Test Automation using GoLang

In the Part 1 of this article Go With Go(Lang): Why Go? we discussed how to select programming language for test automation and why Go is a strong contestant. In this part we will take a look at couple more exciting features that make automation even easier and take a brief overview of most popular Go testing frameworks. 

My favorite GoLang feature is goroutines. Often automated tests need to wait for something to happen. The wait time may differ, it can be milliseconds or seconds, even minutes. Such situations are common when product under test posts something to messaging services, either built in house or external (Kafka, PubSub). It occurs when system software under test is built using microservices architecture. It also happens when test queries huge data sets(and big data is everywhere now) or downloads a big file. It happens everywhere where we see asynchronous or event-driven behavior.

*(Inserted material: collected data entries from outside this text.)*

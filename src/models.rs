use chrono::{DateTime, Utc};
use serde::{Deserialize, Serialize};
use uuid::Uuid;

/// A user as reported by the identity service.
#[derive(Debug, Clone, Serialize, Deserialize)]
pub struct User {
    pub id: Uuid,
    pub email: Option<String>,
}

/// An authenticated session: the bearer token plus the user it belongs to.
#[derive(Debug, Clone)]
pub struct Session {
    pub access_token: String,
    pub user: User,
}

/// A caption row. The popularity counter is maintained by an external
/// aggregator over the vote table; this service never writes it.
#[derive(Debug, Clone, Serialize)]
pub struct Caption {
    pub caption_id: String,
    pub content: String,
    pub like_count: i64,
    pub image_id: Option<String>,
}

/// An image registered with the pipeline: opaque id plus its public URL.
#[derive(Debug, Clone, Serialize)]
pub struct CaptionImage {
    pub image_id: String,
    pub url: String,
}

/// A caption joined to its image, as served by the rating feed.
#[derive(Debug, Clone, Serialize)]
pub struct FeedCaption {
    pub caption_id: String,
    pub content: String,
    pub like_count: i64,
    pub image: CaptionImage,
}

/// One user's vote on one caption. At most one row exists per
/// (caption, user) pair; the store keys on that pair directly.
#[derive(Debug, Clone)]
pub struct CaptionVote {
    pub caption_id: String,
    pub profile_id: Uuid,
    pub vote_value: i8,
    pub created_at: DateTime<Utc>,
    pub modified_at: DateTime<Utc>,
}

#[derive(Debug, Clone, Copy, PartialEq, Eq, Serialize, Deserialize)]
#[serde(rename_all = "lowercase")]
pub enum VoteDirection {
    Upvote,
    Downvote,
}

impl VoteDirection {
    /// The signed unit value stored in the vote table.
    pub fn value(self) -> i8 {
        match self {
            VoteDirection::Upvote => 1,
            VoteDirection::Downvote => -1,
        }
    }

    pub fn from_value(value: i8) -> Option<Self> {
        match value {
            1 => Some(VoteDirection::Upvote),
            -1 => Some(VoteDirection::Downvote),
            _ => None,
        }
    }
}

/// Which of the three vote transitions actually happened.
#[derive(Debug, Clone, Copy, PartialEq, Eq, Serialize)]
#[serde(rename_all = "lowercase")]
pub enum VoteAction {
    Voted,
    Removed,
    Changed,
}

#[derive(Debug, Clone, Copy, PartialEq, Eq, Serialize)]
pub struct VoteOutcome {
    pub action: VoteAction,
    pub direction: VoteDirection,
}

The most common mistake to handle such scenarios is using sleeps. This is big NO in test automation. It’s anti-pattern. Sleeps make automated tests either slow or flaky, or both. If you have them in your test just get rid of them as soon as possible.

Instead of sleeps automated tests should wait for event to happen or for timeout, in other worlds they should be able to handle asynchronicity. Goroutines make implementing asynchronous logic easy. So what is it — goroutine? An official definition says that goroutine is a lightweight thread of execution. That’s all we need to know for the scope of this article.

There are couple features that make goroutine great for automation:

  • You can spin many goroutines even on regular laptop and don’t even notice it (each goroutine uses only 2KB of memory). Moreover they use only the memory they need.
  • It is easy to implement and communicate between goroutines using channels.
  • goroutines are easy to use, no advance coding skills needed

Last one is very important, you don’t need to be a Go guru to use goroutines and implement multithreading in your tests. All you need to know is covered in basic go tutorial (don't get me wrong if you write a production code you need to read and learn more about concurrency before even starting). 

I used Java and Python before to automate complex test cases and implementing asynchronous, event-driven logic(read multithreading) in these languages requires advanced coding skills. It is much easier if you use Go. 

In the example below test verifies that a message created by hitting an API endpoint is posted to Kafka queue. Test should pass if message we sent is found in the queue, and fail if it is not or timeout has been reached. 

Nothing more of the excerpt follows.